DIANTE DE TI
Solidão,
minha solidão…
Esquecido.
Exilado. Perdido no silêncio íntimo das ruínas deste templo feito corpo
abandonado. Este chão que não tem fim. Estala o tempo. E quebra o silêncio o
eco do latejo e do lamento profundo. As portas batem. E a dor deslaça. A espada cai. Trespassa o meu peito aberto ao
teu desígnio. Já não sou quem fui. Sou outro. Sou a face longínqua de um
sorriso que se perde na tempestade.

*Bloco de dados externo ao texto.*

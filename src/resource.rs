//! Resources: typed, named, owned slots.
//!
//! A `Resource` is a cheap handle (`Arc`) with identity semantics. It starts
//! unbound and is bound exactly once, to a module or to a provider, when its
//! owner is constructed. The transition is one-way; binding a resource a
//! second time fails with [`DefinitionError::AlreadyBound`].

use std::fmt;
use std::hash::{Hash, Hasher};
use std::sync::{Arc, OnceLock};

use uuid::Uuid;

use crate::errors::DefinitionError;
use crate::types::TypeKey;

/// Variant tag of a resource.
#[derive(Debug, Clone, Copy, PartialEq, Eq, Hash)]
pub enum ResourceKind {
    /// Declared by a module, produced by whichever provider is registered for it.
    Module,
    /// Internal to one provider.
    Private,
    /// Provider-local narrowing of a module resource.
    Overriding,
}

impl fmt::Display for ResourceKind {
    fn fmt(&self, f: &mut fmt::Formatter<'_>) -> fmt::Result {
        match self {
            ResourceKind::Module => f.write_str("module resource"),
            ResourceKind::Private => f.write_str("private resource"),
            ResourceKind::Overriding => f.write_str("overriding resource"),
        }
    }
}

/// Lightweight identity of a module, held by resources bound to it.
#[derive(Debug, Clone)]
pub struct ModuleRef {
    pub(crate) id: Uuid,
    pub(crate) name: Arc<str>,
}

impl ModuleRef {
    pub fn id(&self) -> Uuid {
        self.id
    }

    pub fn name(&self) -> &str {
        &self.name
    }
}

impl PartialEq for ModuleRef {
    fn eq(&self, other: &Self) -> bool {
        self.id == other.id
    }
}

impl Eq for ModuleRef {}

/// Lightweight identity of a provider, held by resources bound to it.
#[derive(Debug, Clone)]
pub struct ProviderRef {
    pub(crate) id: Uuid,
    pub(crate) name: Arc<str>,
}

impl ProviderRef {
    pub fn id(&self) -> Uuid {
        self.id
    }

    pub fn name(&self) -> &str {
        &self.name
    }
}

impl PartialEq for ProviderRef {
    fn eq(&self, other: &Self) -> bool {
        self.id == other.id
    }
}

impl Eq for ProviderRef {}

/// Where a bound resource lives.
#[derive(Debug, Clone)]
pub struct Binding {
    pub(crate) name: String,
    pub(crate) module: ModuleRef,
    pub(crate) provider: Option<ProviderRef>,
    pub(crate) overrides: Option<Resource>,
}

struct ResourceInner {
    id: Uuid,
    ty: TypeKey,
    kind: ResourceKind,
    binding: OnceLock<Binding>,
}

#[derive(Clone)]
pub struct Resource(Arc<ResourceInner>);

impl Resource {
    fn unbound(kind: ResourceKind, ty: TypeKey) -> Self {
        Self(Arc::new(ResourceInner {
            id: Uuid::new_v4(),
            ty,
            kind,
            binding: OnceLock::new(),
        }))
    }

    /// An unbound module resource, to be handed to a module builder.
    pub fn module(ty: TypeKey) -> Self {
        Self::unbound(ResourceKind::Module, ty)
    }

    /// An unbound private resource, to be handed to a provider builder.
    pub fn private(ty: TypeKey) -> Self {
        Self::unbound(ResourceKind::Private, ty)
    }

    /// An unbound overriding resource. It is matched by name against the
    /// provider's module when the provider is built.
    pub fn overriding(ty: TypeKey) -> Self {
        Self::unbound(ResourceKind::Overriding, ty)
    }

    /// Creates a resource that is bound from the start.
    pub(crate) fn declare(
        kind: ResourceKind,
        ty: TypeKey,
        binding: Binding,
    ) -> Result<Self, DefinitionError> {
        let resource = Self::unbound(kind, ty);
        resource.bind(binding)?;
        Ok(resource)
    }

    /// unbound -> bound. There is no way back.
    pub(crate) fn bind(&self, binding: Binding) -> Result<(), DefinitionError> {
        let owner = binding.owner_name().to_string();
        let name = binding.name.clone();
        self.0
            .binding
            .set(binding)
            .map_err(|_| DefinitionError::AlreadyBound {
                resource: self.clone(),
                name,
                owner,
            })
    }

    pub fn id(&self) -> Uuid {
        self.0.id
    }

    pub fn type_key(&self) -> TypeKey {
        self.0.ty
    }

    pub fn kind(&self) -> ResourceKind {
        self.0.kind
    }

    pub fn is_bound(&self) -> bool {
        self.0.binding.get().is_some()
    }

    pub fn binding(&self) -> Option<&Binding> {
        self.0.binding.get()
    }

    pub fn name(&self) -> Option<&str> {
        self.binding().map(|b| b.name.as_str())
    }

    /// Module this resource belongs to. Provider resources report their
    /// provider's module.
    pub fn module_ref(&self) -> Option<&ModuleRef> {
        self.binding().map(|b| &b.module)
    }

    pub fn provider_ref(&self) -> Option<&ProviderRef> {
        self.binding().and_then(|b| b.provider.as_ref())
    }

    /// The module resource an overriding resource stands in for.
    pub fn overrides(&self) -> Option<&Resource> {
        self.binding().and_then(|b| b.overrides.as_ref())
    }

    pub(crate) fn is_owned_by_provider(&self, provider: &ProviderRef) -> bool {
        self.provider_ref() == Some(provider)
    }

    pub(crate) fn is_in_module(&self, module: &ModuleRef) -> bool {
        self.module_ref() == Some(module)
    }
}

impl Binding {
    pub(crate) fn in_module(name: impl Into<String>, module: ModuleRef) -> Self {
        Self {
            name: name.into(),
            module,
            provider: None,
            overrides: None,
        }
    }

    pub(crate) fn in_provider(
        name: impl Into<String>,
        module: ModuleRef,
        provider: ProviderRef,
        overrides: Option<Resource>,
    ) -> Self {
        Self {
            name: name.into(),
            module,
            provider: Some(provider),
            overrides,
        }
    }

    pub fn name(&self) -> &str {
        &self.name
    }

    pub fn module(&self) -> &ModuleRef {
        &self.module
    }

    pub fn provider(&self) -> Option<&ProviderRef> {
        self.provider.as_ref()
    }

    fn owner_name(&self) -> &str {
        match &self.provider {
            Some(provider) => provider.name(),
            None => self.module.name(),
        }
    }
}

/// A resource declaration handed to a module or provider builder: either a
/// bare type (the owner synthesizes the resource) or an explicit resource.
#[derive(Debug, Clone)]
pub enum ResourceSpec {
    Type(TypeKey),
    Declared(Resource),
}

impl From<TypeKey> for ResourceSpec {
    fn from(ty: TypeKey) -> Self {
        ResourceSpec::Type(ty)
    }
}

impl From<Resource> for ResourceSpec {
    fn from(resource: Resource) -> Self {
        ResourceSpec::Declared(resource)
    }
}

impl From<&Resource> for ResourceSpec {
    fn from(resource: &Resource) -> Self {
        ResourceSpec::Declared(resource.clone())
    }
}

impl PartialEq for Resource {
    fn eq(&self, other: &Self) -> bool {
        Arc::ptr_eq(&self.0, &other.0)
    }
}

impl Eq for Resource {}

impl Hash for Resource {
    fn hash<H: Hasher>(&self, state: &mut H) {
        self.0.id.hash(state);
    }
}

impl fmt::Display for Resource {
    fn fmt(&self, f: &mut fmt::Formatter<'_>) -> fmt::Result {
        match self.binding() {
            Some(binding) => write!(
                f,
                "{}.{}: {}",
                binding.owner_name(),
                binding.name,
                self.0.ty
            ),
            None => write!(f, "<unbound {}>: {}", self.0.kind, self.0.ty),
        }
    }
}

impl fmt::Debug for Resource {
    fn fmt(&self, f: &mut fmt::Formatter<'_>) -> fmt::Result {
        f.debug_struct("Resource")
            .field("kind", &self.0.kind)
            .field("name", &self.name())
            .field("type", &self.0.ty)
            .finish()
    }
}

#[cfg(test)]
mod tests {
    use super::*;

    fn module_ref(name: &str) -> ModuleRef {
        ModuleRef {
            id: Uuid::new_v4(),
            name: Arc::from(name),
        }
    }

    #[test]
    fn test_resource_binds_once() {
        let resource = Resource::module(TypeKey::of::<i32>());
        assert!(!resource.is_bound());
        assert_eq!(resource.name(), None);

        resource
            .bind(Binding::in_module("a", module_ref("Some")))
            .unwrap();
        assert!(resource.is_bound());
        assert_eq!(resource.name(), Some("a"));
        assert_eq!(resource.to_string(), "Some.a: i32");

        let err = resource
            .bind(Binding::in_module("b", module_ref("Another")))
            .unwrap_err();
        match err {
            DefinitionError::AlreadyBound { name, owner, .. } => {
                assert_eq!(name, "b");
                assert_eq!(owner, "Another");
            }
            other => panic!("unexpected error: {other:?}"),
        }
        // 第一次绑定保持不变
        assert_eq!(resource.name(), Some("a"));
        assert_eq!(resource.module_ref().unwrap().name(), "Some");
    }

    #[test]
    fn test_resource_identity() {
        let a = Resource::private(TypeKey::of::<i32>());
        let b = Resource::private(TypeKey::of::<i32>());
        assert_eq!(a, a.clone());
        assert_ne!(a, b);
    }

    #[test]
    fn test_provider_binding_reports_provider_as_owner() {
        let module = module_ref("Some");
        let provider = ProviderRef {
            id: Uuid::new_v4(),
            name: Arc::from("SomeProvider"),
        };
        let resource = Resource::declare(
            ResourceKind::Private,
            TypeKey::of::<String>(),
            Binding::in_provider("secret", module.clone(), provider.clone(), None),
        )
        .unwrap();

        assert!(resource.is_owned_by_provider(&provider));
        assert!(resource.is_in_module(&module));
        assert_eq!(resource.to_string(), "SomeProvider.secret: String");
    }
}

Sou as marcas do açoite repetido, doloroso,
dilacerante que rasga a minha carne e a expõe ao mundo. Sou os propósitos desta
vida.
A casa que outrora fui foi destroçada. E escurece o jardim do meu corpo. Senta-se a morte no banco à minha porta. Espera por mim. Paciente e sossegada. Esteve longo tempo ocupada. Deu a mão, um por um, aos habitantes deste refúgio. E tudo o que tenho se transforma em pó, que se desfaz com a brisa. E que frágil é o que possuo. Frágil como as folhas que se convertem em cinza perante o Teu fogo. Frágil como o barro que se desfaz com a queda. Tão frágil como o cimento que se desgasta com tempo.
Gritais
que sou louco, na exaltação das vossas horas vazias. Enquanto eu me levanto
para descer à cave mais profunda da minha existência. Vós perdeis tempo a
encontrar o culpado da vossa desgraça medíocre. E… no alto do vosso drama,
clamais furiosos: “Oh Deus que me abandonaste”. E arrancais das vossas
entranhas a expiação de todos os vossos pecados. Sois feitos de lamúria. Matéria
a gemer para o útero da terra. Apesar da minha ruína, em mim tudo renasce. Vós
olhais à superfície. Os vossos olhos são ébrios de destruição. Os meus são de
horizonte. Ainda que perante os raios de frio a trespassar os fios dos meus
cabelos. Mesmo perante os amargos ventos que atravessam o meu rosto perdido.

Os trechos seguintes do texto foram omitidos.